AUCKLAND, Wednesday: Stanley St ceo Siobhan Burke has announced the appointment of Emily Scovell as head of media strategy & planning, a newly created role for the comms & media specialist who comes with 13 years’ experience in strategy, planning and implementation.
Scovell is returning to New Zealand after seven years with Mindshare in London, which she began as business director and ended as head of planning and as a member of the management board, overseeing a team of 75 media planners.
During her time at Mindshare, her work received international recognition at major advertising festivals, and in 2020, Scovell completed the IPA Excellence Diploma, described as ‘the gold standard for critical thinking and advertising innovation’, with a thesis on the importance of creative and media collaboration.

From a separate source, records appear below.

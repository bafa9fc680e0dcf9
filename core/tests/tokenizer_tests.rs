use proptest::prelude::*;
use sift_core::tokenizer::tokenize;
use sift_core::{Normalization, Tokenizer};

#[test]
fn it_splits_letters_digits_and_symbols() {
    let toks: Vec<&str> = tokenize("Rust2024 edition, v1.75!").collect();
    assert_eq!(toks, vec!["Rust", "2024", "edition", ",", "v", "1", ".", "75", "!"]);
}

#[test]
fn it_handles_unicode_letters_and_digits() {
    let toks: Vec<&str> = tokenize("café naïve 東京 ٣٤٥").collect();
    assert_eq!(toks, vec!["café", "naïve", "東京", "٣٤٥"]);
}

#[test]
fn it_normalizes_only_when_asked() {
    let text = "Ｒｕｓｔ Running";
    let plain: Vec<String> = Tokenizer::default().terms(text).collect();
    assert_eq!(plain, vec!["Ｒｕｓｔ", "Running"]);

    let folded = Tokenizer::new(Normalization { lowercase: true, nfkc: true, stem: true });
    let words: Vec<String> = folded.terms(text).collect();
    assert_eq!(words, vec!["rust", "run"]);
}

proptest! {
    #[test]
    fn terms_are_never_empty(text in any::<String>()) {
        for t in tokenize(&text) {
            prop_assert!(!t.is_empty());
        }
    }

    #[test]
    fn terms_rebuild_non_whitespace_content(text in any::<String>()) {
        let joined: String = tokenize(&text).collect();
        let expected: String = text.chars().filter(|c| !c.is_whitespace()).collect();
        prop_assert_eq!(joined, expected);
    }

    #[test]
    fn terms_never_contain_whitespace(text in "[a-z0-9 ,.!\t\n]{0,64}") {
        for t in tokenize(&text) {
            prop_assert!(!t.chars().any(char::is_whitespace));
        }
    }
}
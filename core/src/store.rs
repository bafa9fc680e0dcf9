use crate::{Error, Result};
use parking_lot::RwLock;
use std::collections::BTreeMap;
use std::path::Path;
use std::sync::atomic::{AtomicBool, Ordering};

/// Collects the writes of one batch.
pub trait BatchWriter {
    fn set(&mut self, key: &str, value: &[u8]);
}

/// Minimal key/value contract the index persists through. Implementations are
/// safe to share between workers.
pub trait Store: Send + Sync {
    fn put(&self, key: &str, value: &[u8]) -> Result<()>;
    /// Fails with [`Error::NotFound`] when the key is absent.
    fn get(&self, key: &str) -> Result<Vec<u8>>;
    /// Visit every key starting with `prefix`. An error from `visit` stops the scan.
    fn iterate_prefix(&self, prefix: &str, visit: &mut dyn FnMut(&[u8], &[u8]) -> Result<()>) -> Result<()>;
    /// Apply every write made by `fill` together, or none if `fill` fails.
    fn batch_write(&self, fill: &mut dyn FnMut(&mut dyn BatchWriter) -> Result<()>) -> Result<()>;
    fn exists(&self, key: &str) -> bool;
    fn close(&self) -> Result<()>;
}

pub struct SledStore {
    db: sled::Db,
}

struct SledBatch(sled::Batch);

impl BatchWriter for SledBatch {
    fn set(&mut self, key: &str, value: &[u8]) { self.0.insert(key.as_bytes(), value); }
}

impl SledStore {
    pub fn open<P: AsRef<Path>>(path: P) -> Result<Self> { Ok(Self { db: sled::open(path)? }) }

    pub fn temporary() -> Result<Self> {
        Ok(Self { db: sled::Config::new().temporary(true).open()? })
    }
}

impl Store for SledStore {
    fn put(&self, key: &str, value: &[u8]) -> Result<()> {
        self.db.insert(key, value)?;
        Ok(())
    }

    fn get(&self, key: &str) -> Result<Vec<u8>> {
        match self.db.get(key)? {
            Some(v) => Ok(v.to_vec()),
            None => Err(Error::NotFound(key.to_string())),
        }
    }

    fn iterate_prefix(&self, prefix: &str, visit: &mut dyn FnMut(&[u8], &[u8]) -> Result<()>) -> Result<()> {
        for item in self.db.scan_prefix(prefix) {
            let (k, v) = item?;
            visit(&k, &v)?;
        }
        Ok(())
    }

    fn batch_write(&self, fill: &mut dyn FnMut(&mut dyn BatchWriter) -> Result<()>) -> Result<()> {
        let mut batch = SledBatch(sled::Batch::default());
        fill(&mut batch)?;
        self.db.apply_batch(batch.0)?;
        Ok(())
    }

    fn exists(&self, key: &str) -> bool { self.db.contains_key(key).unwrap_or(false) }

    fn close(&self) -> Result<()> {
        self.db.flush()?;
        Ok(())
    }
}

/// In-process store over an ordered map. Every call fails once closed.
#[derive(Default)]
pub struct MemoryStore {
    data: RwLock<BTreeMap<String, Vec<u8>>>,
    closed: AtomicBool,
}

struct PendingWrites(Vec<(String, Vec<u8>)>);

impl BatchWriter for PendingWrites {
    fn set(&mut self, key: &str, value: &[u8]) { self.0.push((key.to_string(), value.to_vec())); }
}

impl MemoryStore {
    pub fn new() -> Self { Self::default() }

    pub fn len(&self) -> usize { self.data.read().len() }

    pub fn is_empty(&self) -> bool { self.data.read().is_empty() }

    pub fn keys(&self) -> Vec<String> { self.data.read().keys().cloned().collect() }

    fn check_open(&self) -> Result<()> {
        if self.closed.load(Ordering::Acquire) { Err(Error::StoreClosed) } else { Ok(()) }
    }
}

impl Store for MemoryStore {
    fn put(&self, key: &str, value: &[u8]) -> Result<()> {
        self.check_open()?;
        self.data.write().insert(key.to_string(), value.to_vec());
        Ok(())
    }

    fn get(&self, key: &str) -> Result<Vec<u8>> {
        self.check_open()?;
        self.data.read().get(key).cloned().ok_or_else(|| Error::NotFound(key.to_string()))
    }

    fn iterate_prefix(&self, prefix: &str, visit: &mut dyn FnMut(&[u8], &[u8]) -> Result<()>) -> Result<()> {
        self.check_open()?;
        // snapshot so `visit` may write back without deadlocking
        let matched: Vec<(String, Vec<u8>)> = self
            .data
            .read()
            .range(prefix.to_string()..)
            .take_while(|(k, _)| k.starts_with(prefix))
            .map(|(k, v)| (k.clone(), v.clone()))
            .collect();
        for (k, v) in matched {
            visit(k.as_bytes(), &v)?;
        }
        Ok(())
    }

    fn batch_write(&self, fill: &mut dyn FnMut(&mut dyn BatchWriter) -> Result<()>) -> Result<()> {
        self.check_open()?;
        let mut pending = PendingWrites(Vec::new());
        fill(&mut pending)?;
        let mut data = self.data.write();
        for (k, v) in pending.0 {
            data.insert(k, v);
        }
        Ok(())
    }

    fn exists(&self, key: &str) -> bool { self.check_open().is_ok() && self.data.read().contains_key(key) }

    fn close(&self) -> Result<()> {
        self.closed.store(true, Ordering::Release);
        Ok(())
    }
}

Scovell says she is excited to be joining New Zealand’s largest independent agency, one that delivers media, creative, data and design together under one roof, after a long period at a big network agency in the UK.
“Prior to my time in London I had six years in the New Zealand market, so I’m looking forward to working on some great local brands once again, with the chance to input into some uniquely New Zealand brand, business and audience challenges.”
Stanley St head of media Andrew Reinholds described Scovell as a career-long advocate of creative and media collaboration, and says her experience in shifting her UK team’s dynamic from intermediaries to critical thinkers and strategic planners will be crucial to the direction in which he intends to take the Stanley St team.
“We consider Emily’s arrival to be something of a coup in the New Zealand media landscape.”
“Emily is an award-winning practitioner with next-level strategic media experience, and has worked across multiple platforms and categories,” he said.
“Now more than ever clients need connected creative and media thinking – having both capabilities under one roof means we can deliver solutions that are better integrated, faster.
“Having Emily join the team will both elevate and accelerate our value proposition to clients; as such we consider her arrival to be something of a coup in the New Zealand media landscape.”
Scovell describes her brand of media practitioner as “a mashup of old school and new school thinking”.
She says she has a fundamental belief that, in order to work towards long-term and big picture thinking, a partnership between all communications specialists is essential.
“We’ve spent a long time discovering what’s possible in digital – and doing it because we can.
“Too often, I watch with despair as agencies try to outdo each other, without much care for or understanding of what they are respectively bringing to the table.
“I am interested in overseeing a return to planning for audience attention and making meaningful connections, as opposed to chasing every possible eyeball down a digital rabbit-hole.”
Scovell commences her role in October.